Composer's New Work Rooted in San Antonio

by Mike Greenberg

San Antonio Express-News, May 2, 1999


In a chance remark, composer Robert X. Rodriguez drops a key to his musical personality. "I used to live on Carroll Avenue," he says over lunch at a restaurant not far from his former home, which was just off Nogalitos Street a few blocks south of Hwy. 90. The South Side. Of course, some parts of the South Side are more South Side than others, culturally, but Rodriguez's old neighborhood is very South Side - eclectic, familial, sensual, spicy, easy-going, homey and homemade.

Rodriguez moved to Dallas years ago and got famous around the world as a composer of operas, ballet scores and symphonic and chamber music. Three years ago, he accepted an appointment as Composer-in-Residence with the San Antonio Symphony, which this weekend plays the world premiere of his Bachanale: Concertino for Orchestra. Music director Christopher Wilkins conducts.

The new piece, the 14th work by Rodriguez to be played by his hometown orchestra, was inspired partly by a Bach suite - thus the odd spelling of the title - he heard his cousin play on the cello long ago and partly by the bridges over the San Antonio River. "It's actually unlike anything I expected," Rodriguez says of the new work. "I felt like a spectator watching it write itself. I started out with a completely different piece in mind. The symphony had wanted a serious concerto for orchestra, but I just couldn't take it seriously. As Oscar Wilde said, 'Life is too important to be taken seriously.' A concerto for orchestra is the kind of music you have to put on a tie to listen to - the big, important statement. And I wanted to have fun. I wanted the audience to have fun, and I especially wanted the players to have fun.

"Writing the piece was like reading a thriller. I couldn't wait to get to the next chapter. More than any other piece, there were surprises for me. With most pieces, I decide to do something, and I do it; there are surprises, but not about the whole structure of the piece. I have a friend who's a chef. He's French, and he says when he goes to select food, he ‘listens’ to the food and the food tells him how it wants to be cooked.
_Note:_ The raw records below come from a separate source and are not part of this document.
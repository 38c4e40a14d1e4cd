//! Type library XML parser.
//!
//! This module reads a `<typeLibrary>` document describing Java types and
//! their public members into a [`TypeLibrary`].

use crate::error::ParseError;
use crate::library::TypeLibrary;
use crate::types::{
    JavaType, MemberSignature, Parameter, PrimitiveType, TypeDescriptor, TypeKind,
};
use quick_xml::Reader;
use quick_xml::escape::unescape;
use quick_xml::events::{BytesStart, Event};
use std::path::Path;

/// Parses a type library from a string.
///
/// # Arguments
/// * `xml` - Type library XML content
///
/// # Returns
/// Parsed library or parse error.
///
/// # Errors
/// Returns `ParseError` if the XML is malformed or contains invalid descriptors.
pub fn parse_library(xml: &str) -> Result<TypeLibrary, ParseError> {
    let mut reader = Reader::from_str(xml);
    reader.config_mut().trim_text(true);

    let mut library: Option<TypeLibrary> = None;
    let mut buf = Vec::new();

    loop {
        match reader.read_event_into(&mut buf) {
            Ok(Event::Start(ref e)) => {
                let name_bytes = e.name().as_ref().to_vec();
                let name = std::str::from_utf8(&name_bytes)?;
                match name {
                    "typeLibrary" => library = Some(TypeLibrary::new()),
                    "type" => {
                        let descriptor = parse_type(&mut reader, e, true)?;
                        library
                            .as_mut()
                            .ok_or_else(missing_root)?
                            .add_type(descriptor)?;
                    }
                    _ => skip_to_end(&mut reader)?,
                }
            }
            Ok(Event::Empty(ref e)) => {
                let name_bytes = e.name().as_ref().to_vec();
                let name = std::str::from_utf8(&name_bytes)?;
                match name {
                    "typeLibrary" => library = Some(TypeLibrary::new()),
                    "type" => {
                        let descriptor = parse_type(&mut reader, e, false)?;
                        library
                            .as_mut()
                            .ok_or_else(missing_root)?
                            .add_type(descriptor)?;
                    }
                    _ => {}
                }
            }
            Ok(Event::Eof) => break,
            Err(e) => return Err(ParseError::Xml(e)),
            _ => {}
        }
        buf.clear();
    }

    let library = library.ok_or_else(missing_root)?;
    tracing::debug!("Parsed type library with {} types", library.len());
    Ok(library)
}

/// Parses a type library from a file.
///
/// # Errors
/// Returns `ParseError` if the file cannot be read or parsed.
pub fn parse_library_file(path: &Path) -> Result<TypeLibrary, ParseError> {
    let xml = std::fs::read_to_string(path)?;
    parse_library(&xml)
}

fn missing_root() -> ParseError {
    ParseError::InvalidStructure {
        message: "No typeLibrary element found".to_string(),
    }
}

/// Collects the unescaped attributes of an element.
fn attributes(e: &BytesStart<'_>) -> Result<Vec<(String, String)>, ParseError> {
    let mut attrs = Vec::new();
    for attr in e.attributes().flatten() {
        let key = std::str::from_utf8(attr.key.as_ref())?;
        let raw = std::str::from_utf8(&attr.value)?;
        attrs.push((key.to_string(), unescape(raw)?.into_owned()));
    }
    Ok(attrs)
}

fn parse_bool(element: &str, attribute: &str, value: &str) -> Result<bool, ParseError> {
    match value {
        "true" => Ok(true),
        "false" => Ok(false),
        _ => Err(ParseError::invalid_attr(element, attribute, value)),
    }
}

fn parse_java_type(element: &str, attribute: &str, value: &str) -> Result<JavaType, ParseError> {
    JavaType::parse(value).ok_or_else(|| ParseError::invalid_attr(element, attribute, value))
}

/// Reads the required `type` attribute of a leaf element such as `<extends>`.
fn type_attribute(element: &str, e: &BytesStart<'_>) -> Result<String, ParseError> {
    attributes(e)?
        .into_iter()
        .find(|(key, _)| key == "type")
        .map(|(_, value)| value)
        .ok_or_else(|| ParseError::missing_attr(element, "type"))
}

/// Parses a type element. When `has_body` is false the element was empty.
fn parse_type(
    reader: &mut Reader<&[u8]>,
    e: &BytesStart<'_>,
    has_body: bool,
) -> Result<TypeDescriptor, ParseError> {
    let mut name = None;
    let mut kind = TypeKind::Interface;
    let mut is_final = false;

    for (key, value) in attributes(e)? {
        match key.as_str() {
            "name" => name = Some(value),
            "kind" => {
                kind = TypeKind::parse(&value)
                    .ok_or_else(|| ParseError::invalid_attr("type", "kind", &value))?
            }
            "final" => is_final = parse_bool("type", "final", &value)?,
            _ => {}
        }
    }

    let name = name.ok_or_else(|| ParseError::missing_attr("type", "name"))?;
    match JavaType::parse(&name) {
        Some(JavaType::Reference(_)) => {}
        _ => return Err(ParseError::invalid_attr("type", "name", name)),
    }

    let mut descriptor = TypeDescriptor::new(name, kind);
    descriptor.is_final = is_final;

    if !has_body {
        return Ok(descriptor);
    }

    let mut buf = Vec::new();

    loop {
        match reader.read_event_into(&mut buf) {
            Ok(Event::Start(ref e)) => {
                let name_bytes = e.name().as_ref().to_vec();
                let tag_name = std::str::from_utf8(&name_bytes)?;
                match tag_name {
                    "extends" | "implements" => {
                        descriptor.supertypes.push(type_attribute(tag_name, e)?);
                        skip_to_end(reader)?;
                    }
                    "method" => {
                        let member = parse_method(reader, e, true)?;
                        descriptor.members.push(member);
                    }
                    _ => skip_to_end(reader)?,
                }
            }
            Ok(Event::Empty(ref e)) => {
                let name_bytes = e.name().as_ref().to_vec();
                let tag_name = std::str::from_utf8(&name_bytes)?;
                match tag_name {
                    "extends" | "implements" => {
                        descriptor.supertypes.push(type_attribute(tag_name, e)?);
                    }
                    "method" => {
                        let member = parse_method(reader, e, false)?;
                        descriptor.members.push(member);
                    }
                    _ => {}
                }
            }
            Ok(Event::End(_)) => break,
            Ok(Event::Eof) => break,
            Err(e) => return Err(ParseError::Xml(e)),
            _ => {}
        }
        buf.clear();
    }

    Ok(descriptor)
}

/// Parses a method element and its parameters, exceptions and annotations.
fn parse_method(
    reader: &mut Reader<&[u8]>,
    e: &BytesStart<'_>,
    has_body: bool,
) -> Result<MemberSignature, ParseError> {
    let mut name = None;
    let mut return_type = None;
    let mut is_static = false;
    let mut is_final = false;

    for (key, value) in attributes(e)? {
        match key.as_str() {
            "name" => name = Some(value),
            "returns" => return_type = Some(parse_java_type("method", "returns", &value)?),
            "static" => is_static = parse_bool("method", "static", &value)?,
            "final" => is_final = parse_bool("method", "final", &value)?,
            _ => {}
        }
    }

    let name = name.ok_or_else(|| ParseError::missing_attr("method", "name"))?;
    let return_type = return_type.unwrap_or(JavaType::Primitive(PrimitiveType::Void));

    let mut member = MemberSignature::new(name, return_type);
    member.is_static = is_static;
    member.is_final = is_final;

    if !has_body {
        return Ok(member);
    }

    let mut buf = Vec::new();

    loop {
        match reader.read_event_into(&mut buf) {
            Ok(Event::Start(ref e)) | Ok(Event::Empty(ref e)) => {
                let name_bytes = e.name().as_ref().to_vec();
                let tag_name = std::str::from_utf8(&name_bytes)?;
                match tag_name {
                    "param" => {
                        let index = member.parameters.len();
                        member.parameters.push(parse_parameter(e, index)?);
                    }
                    "throws" => {
                        let value = type_attribute("throws", e)?;
                        member
                            .exceptions
                            .push(parse_java_type("throws", "type", &value)?);
                    }
                    "annotation" => {
                        let text = attributes(e)?
                            .into_iter()
                            .find(|(key, _)| key == "text")
                            .map(|(_, value)| value)
                            .ok_or_else(|| ParseError::missing_attr("annotation", "text"))?;
                        member.annotations.push(text);
                    }
                    _ => {}
                }
            }
            // Leaf children written with explicit end tags close here too.
            Ok(Event::End(ref end)) => {
                if end.name().as_ref() == b"method" {
                    break;
                }
            }
            Ok(Event::Eof) => break,
            Err(e) => return Err(ParseError::Xml(e)),
            _ => {}
        }
        buf.clear();
    }

    Ok(member)
}

/// Parses a parameter element; unnamed parameters get the reflective `argN` name.
fn parse_parameter(e: &BytesStart<'_>, index: usize) -> Result<Parameter, ParseError> {
    let mut name = None;
    let mut ty = None;

    for (key, value) in attributes(e)? {
        match key.as_str() {
            "name" if !value.is_empty() => name = Some(value),
            "type" => ty = Some(parse_java_type("param", "type", &value)?),
            _ => {}
        }
    }

    let ty = ty.ok_or_else(|| ParseError::missing_attr("param", "type"))?;
    let name = name.unwrap_or_else(|| Parameter::default_name(index));

    Ok(Parameter::new(name, ty))
}

/// Skips to the end of the current element.
fn skip_to_end(reader: &mut Reader<&[u8]>) -> Result<(), ParseError> {
    let mut buf = Vec::new();
    let mut depth = 1;

    loop {
        match reader.read_event_into(&mut buf) {
            Ok(Event::Start(_)) => depth += 1,
            Ok(Event::End(_)) => {
                depth -= 1;
                if depth == 0 {
                    break;
                }
            }
            Ok(Event::Eof) => break,
            Err(e) => return Err(ParseError::Xml(e)),
            _ => {}
        }
        buf.clear();
    }

    Ok(())
}
//! Implementation class rendering.

use crate::java::body::ReturnCategory;
use crate::java::signature::SignatureRenderer;
use ironimpl_descriptor::{MemberSignature, TypeDescriptor};

/// Suffix appended to the target's simple name to form the class name.
pub const IMPL_SUFFIX: &str = "Impl";

/// Default indentation width in spaces.
pub const DEFAULT_INDENT: usize = 4;

/// Rendered source of one implementation class.
#[derive(Debug, Clone, PartialEq, Eq)]
pub struct GeneratedSource {
    /// Package of the class; empty for the default package.
    pub package: String,
    /// Simple class name (`ShapeImpl`).
    pub class_name: String,
    /// Full source text.
    pub text: String,
}

impl GeneratedSource {
    /// Returns the fully-qualified class name (`com.example.ShapeImpl`).
    #[must_use]
    pub fn qualified_class_name(&self) -> String {
        if self.package.is_empty() {
            self.class_name.clone()
        } else {
            format!("{}.{}", self.package, self.class_name)
        }
    }
}

/// Renders implementation classes.
///
/// Every step returns its text; the emitter holds configuration only, so one
/// instance can render any number of classes.
#[derive(Debug, Clone)]
pub struct SourceEmitter {
    indent: String,
}

impl SourceEmitter {
    /// Creates an emitter with the default indentation.
    #[must_use]
    pub fn new() -> Self {
        Self::with_indent(DEFAULT_INDENT)
    }

    /// Creates an emitter indenting with `width` spaces.
    #[must_use]
    pub fn with_indent(width: usize) -> Self {
        Self {
            indent: " ".repeat(width),
        }
    }

    /// Returns the implementation class name for a target.
    #[must_use]
    pub fn class_name(descriptor: &TypeDescriptor) -> String {
        format!("{}{}", descriptor.simple_name, IMPL_SUFFIX)
    }

    /// Renders the full implementation of `descriptor` providing `members`.
    #[must_use]
    pub fn render(&self, descriptor: &TypeDescriptor, members: &[MemberSignature]) -> GeneratedSource {
        let mut output = String::new();

        output.push_str(&self.render_package(descriptor));
        output.push_str(&self.render_class_header(descriptor));
        for member in members {
            output.push('\n');
            output.push_str(&self.render_member(member));
        }
        output.push_str("}\n");

        GeneratedSource {
            package: descriptor.package.clone(),
            class_name: Self::class_name(descriptor),
            text: output,
        }
    }

    /// Renders the package declaration, or nothing for the default package.
    #[must_use]
    pub fn render_package(&self, descriptor: &TypeDescriptor) -> String {
        if descriptor.package.is_empty() {
            String::new()
        } else {
            format!("package {};\n\n", descriptor.package)
        }
    }

    /// Renders the class declaration line.
    #[must_use]
    pub fn render_class_header(&self, descriptor: &TypeDescriptor) -> String {
        let relation = if descriptor.is_interface() {
            "implements"
        } else {
            "extends"
        };
        // Nested types are not visible by simple name from a top-level class.
        let target = if descriptor.is_nested() {
            descriptor.canonical_name()
        } else {
            descriptor.simple_name.clone()
        };
        format!(
            "public class {} {} {} {{\n",
            Self::class_name(descriptor),
            relation,
            target
        )
    }

    /// Renders one member: annotations, header and stub body.
    #[must_use]
    pub fn render_member(&self, member: &MemberSignature) -> String {
        let mut output = String::new();

        for annotation in &member.annotations {
            output.push_str(&format!("{}{}\n", self.indent, annotation));
        }

        output.push_str(&format!(
            "{}{} {{\n",
            self.indent,
            SignatureRenderer::header(member)
        ));
        if let Some(statement) = ReturnCategory::of(&member.return_type).return_statement() {
            output.push_str(&format!("{}{}{}\n", self.indent, self.indent, statement));
        }
        output.push_str(&format!("{}}}\n", self.indent));

        output
    }
}

impl Default for SourceEmitter {
    fn default() -> Self {
        Self::new()
    }
}
//! Error types for code generation.

use std::path::PathBuf;
use thiserror::Error;

/// Error type for code generation operations.
#[derive(Debug, Error)]
pub enum CodegenError {
    /// Type library parse error.
    #[error("type library parse error: {0}")]
    Parse(#[from] ironimpl_descriptor::ParseError),

    /// Type library lookup or validation error.
    #[error("type library error: {0}")]
    Resolve(#[from] ironimpl_descriptor::LibraryError),

    /// The requested type cannot be implemented.
    #[error("invalid target '{type_name}': {reason}")]
    InvalidTarget {
        /// Qualified name of the rejected type.
        type_name: String,
        /// Why the type was rejected.
        reason: String,
    },

    /// Writing the generated source failed.
    #[error("failed to write '{}': {source}", .path.display())]
    Generation {
        /// Destination file.
        path: PathBuf,
        /// Underlying IO error.
        #[source]
        source: std::io::Error,
    },

    /// Creating the package directories failed.
    #[error("failed to create directory '{}': {source}", .path.display())]
    DirectoryCreation {
        /// Directory that could not be created.
        path: PathBuf,
        /// Underlying IO error.
        #[source]
        source: std::io::Error,
    },
}

impl CodegenError {
    /// Creates an invalid target error.
    pub fn invalid_target(type_name: impl Into<String>, reason: impl Into<String>) -> Self {
        Self::InvalidTarget {
            type_name: type_name.into(),
            reason: reason.into(),
        }
    }

    /// Creates a generation error for the given destination.
    pub fn generation(path: impl Into<PathBuf>, source: std::io::Error) -> Self {
        Self::Generation {
            path: path.into(),
            source,
        }
    }
}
"These themes have been like that. They have a mind of their own -- the themes I created in reaction to the Bach." Rodriguez decided to begin the work by quoting from the Bach suite his cousin used to play, in four beats to the measure. Juxtaposed with the Bach is an original contrasting theme, in seven beats to the measure. The new theme, Rodriguez says, "arches over" the Bach theme, which "flows serenely" under it. The idea is also a pun: "Bach" is the German word for "brook."

His first task was to devise an original theme that was clearly “unBach.” "Interaction between opposites is the only constant in my writing. I make it a point to make each piece as different from the other as I can, but one unifying principle is my delight in juxtaposing opposites and seeing them interact. I tend to think in theatrical, operatic terms, so the concertino for orchestra started to take shape when I began to think of the instruments as characters in a little drama."

Throughout his career as a mature composer, Rodriguez has appropriated a mixed bag of styles, ideas and tunes from other times and cultures, ranging from medieval chant to contemporary mariachi. Yet his music is always identifiably his own. His stamp can be heard in his music's wit, tenderness, virtuosity and eroticism. "I think part of the seriousness of the 20th century artistically has been the dramatic consequence of modernism's making a total break with the past. I think of Groucho Marx's famous song, 'Whatever It Is, I'm Against It.' That attitude has produced some very serious, rather self-important music.

"I think one of the refreshing elements of post-modernism is that we can again embrace the past. Once you start communicating with your ancestors and building on a foundation, you're more relaxed about the whole process." In contrast to the academic purism of the '60s and '70s, the present is "a very refreshing atmosphere in which to work," Rodriguez says.

"Today certainly is as good a time to be a composer as there has ever been. Not only is there more to draw upon, from past centuries and other cultures, but now it's accepted to draw from all those sources freely and interchangeably. I use the analogy of the bee that collects pollen from the flowers, and the honey is flavored by the flowers. I think of myself as a musical bee. I can freely take in pollen from widely disparate sources and produce consistent and, I hope, fascinating honey."